O segundo deles (Suetônio), por sinal, é categórigo: "Simulando descontentamento com a feiura* dos antigos edifícios, com a estreiteza e a tortuosidade das ruas, incendiou a cidade de forma tão acintosa que...", ao passo que Tácito afirma que a calamidade fora "atribuída por uns a Nero, por outros ao acaso", bem como que "Pareceu que Nero procurava a glória de construir uma nova cidade e dar-lhe o seu nome".

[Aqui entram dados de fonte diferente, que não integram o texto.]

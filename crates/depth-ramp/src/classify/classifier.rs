//! Per-pixel depth classification with the near-white fallback.
//!
//! Anti-aliasing and compression leave a halo of light grays around white
//! regions that no reference strip calibrates. Rather than listing every
//! such shade, a pixel whose channels all lie inside the [`NearWhiteBand`]
//! and that has no exact table entry is looked up as pure white instead.
//!
//! The fallback cannot tell a noisy legend pixel from genuinely near-white
//! terrain; both receive white's depth. That conflation is kept as-is.

use crate::color::Rgb;
use crate::lookup::DepthLookupTable;

use super::tally::UnknownColorTally;

/// Inclusive per-channel bounds that qualify a color for the white fallback.
#[derive(Debug, Clone, Copy, PartialEq, Eq)]
pub struct NearWhiteBand {
    pub low: u8,
    pub high: u8,
}

impl NearWhiteBand {
    pub const fn new(low: u8, high: u8) -> Self {
        Self { low, high }
    }

    /// True if every channel of `color` lies within the band.
    #[inline]
    pub fn contains(&self, color: Rgb) -> bool {
        color.channels_within(self.low, self.high)
    }
}

impl Default for NearWhiteBand {
    fn default() -> Self {
        Self::new(192, 255)
    }
}

/// Outcome of classifying one color.
#[derive(Debug, Clone, Copy, PartialEq)]
pub enum Classification {
    /// The exact color is in the table
    Found(f64),
    /// The color was absent but near-white; this is white's depth
    Substituted(f64),
    /// No depth, even after the fallback
    Missing,
}

impl Classification {
    /// The depth, if any.
    #[inline]
    pub fn depth(self) -> Option<f64> {
        match self {
            Classification::Found(d) | Classification::Substituted(d) => Some(d),
            Classification::Missing => None,
        }
    }

    #[inline]
    pub fn is_missing(self) -> bool {
        matches!(self, Classification::Missing)
    }
}

/// Maps colors to depths through a [`DepthLookupTable`].
///
/// # Example
///
/// ```
/// use depth_ramp::{Classification, DepthClassifier, DepthLookupTable, Rgb};
///
/// let mut table = DepthLookupTable::new();
/// table.insert(Rgb::WHITE, 0.0);
/// table.insert(Rgb::new(0, 0, 255), -300.0);
///
/// let classifier = DepthClassifier::new(&table);
/// assert_eq!(classifier.classify(Rgb::new(0, 0, 255)), Classification::Found(-300.0));
/// assert_eq!(classifier.classify(Rgb::new(230, 230, 230)), Classification::Substituted(0.0));
/// assert_eq!(classifier.classify(Rgb::new(10, 20, 30)), Classification::Missing);
/// ```
#[derive(Debug, Clone, Copy)]
pub struct DepthClassifier<'a> {
    table: &'a DepthLookupTable,
    band: NearWhiteBand,
}

impl<'a> DepthClassifier<'a> {
    /// Classifier with the default 192..=255 near-white band.
    pub fn new(table: &'a DepthLookupTable) -> Self {
        Self::with_band(table, NearWhiteBand::default())
    }

    pub fn with_band(table: &'a DepthLookupTable, band: NearWhiteBand) -> Self {
        Self { table, band }
    }

    #[inline]
    pub fn table(&self) -> &'a DepthLookupTable {
        self.table
    }

    #[inline]
    pub fn band(&self) -> NearWhiteBand {
        self.band
    }

    /// Classify one color without side effects.
    pub fn classify(&self, color: Rgb) -> Classification {
        if let Some(depth) = self.table.get(color) {
            return Classification::Found(depth);
        }
        if self.band.contains(color) {
            if let Some(depth) = self.table.get(Rgb::WHITE) {
                return Classification::Substituted(depth);
            }
        }
        Classification::Missing
    }

    /// Classify and record the original color in `tally` when missing.
    pub fn classify_tallied(&self, color: Rgb, tally: &mut UnknownColorTally) -> Classification {
        let result = self.classify(color);
        if result.is_missing() {
            tally.record(color);
        }
        result
    }
}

Pelas duas versões, Nero pretendia reconstruir a cidade - sem falar que desejava rebatizá-la emprestando-lhe seu nome. É merecido lembrar que o referido imperador já pretendera rebatizar um dos meses do ano, que passaria a ter seu nome. Certamente invejava Júlio César e Otávio Augusto, homenageados com a nominação dos meses de julho e agosto.
Outro fator que pesa contra Nero diz respeito a outros registros dando conta de que ele de fato tinha claras pretensões arquitetônicas para as cidades, não somente para Roma, cujos edifícios deveriam ter galerias na frente, para que, do alto do terraço se pudesse combater os incêndios. E por falar em incêndios, afora a acusação sobre Roma, Nero também pretendeu incendiar a Gália, sem falar que planejou soltar feras para dizimar seus moradores.

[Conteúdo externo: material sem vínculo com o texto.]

//! Color classification
//!
//! [`DepthClassifier`] resolves one color to a [`Classification`]; misses
//! are counted in an [`UnknownColorTally`] owned by the caller.

mod classifier;
mod tally;

pub use classifier::{Classification, DepthClassifier, NearWhiteBand};
pub use tally::UnknownColorTally;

Acusado de ser o mandante, Nero não se achava presente em Roma quando o incêndio teve início. Ele estava em Âncio, que ficava na região do Lácio (Itália). Antes do fim da calamidade - que teria durado seis ou sete dias -, Nero voltaria a Roma a fim de tomar algumas medidas governamentais.
Antes de fazê-lo, porém, foi acusado de contemplar o incêndio do alto de uma torre (Tácito afirma que ele estava em seu palácio - provalmente na torre do próprio palácio), em cujo momento teria se alegrado e cantado em honra ao feito alcançado. Quando o fogo se aproximava de seu lar, resolveu agir.
As medidas governamentais para amenizar o sofrimento dos moradores se limitaram a baixar o preço de alguns alimentos e a reconstruir as casas, desta feita nos moldes arquitetônicos pretendidos. Suetônio afirma que o imperador se aproveitou da situação para roubar os pertences dos moradores que não foram dizimados pelas chamas. Para tanto, teria ordenado que o recolhimento dos cadáveres dar-se-ia pelo Estado (a oportunidade, enfim, para entrar nos lares e saquear o que lhe convinha).
Vários templos foram destruídos, inclusive incontáveis obras de arte grega. Registraram-se suicídios e falência de alguns moradores. O povo, temeroso de que houvesse novos incêndios e tentando acalmar a fúria dos deuses, fizeram inúmeras honras religiosas.
Os préstimos de Nero no intuito de amenizar o sofrimento da população não surtiram efeito. Acusado pelo povo e vendo que os boatos não cessavam, Tácito afirma que o imperador teria posto a culpa nos cristãos, que passaram a ser vítimas de várias crueldades, uma das quais serem amarrados a postes e incendiados nos jardins do palácio de Nero durante o período noturno, promovendo, assim, o que se chamou de "espetáculos". Outra perversidade: os cristãos eram amarrados com peles de animais e em seguida eram entregues (ainda vivos) para serem dilacerados por feras.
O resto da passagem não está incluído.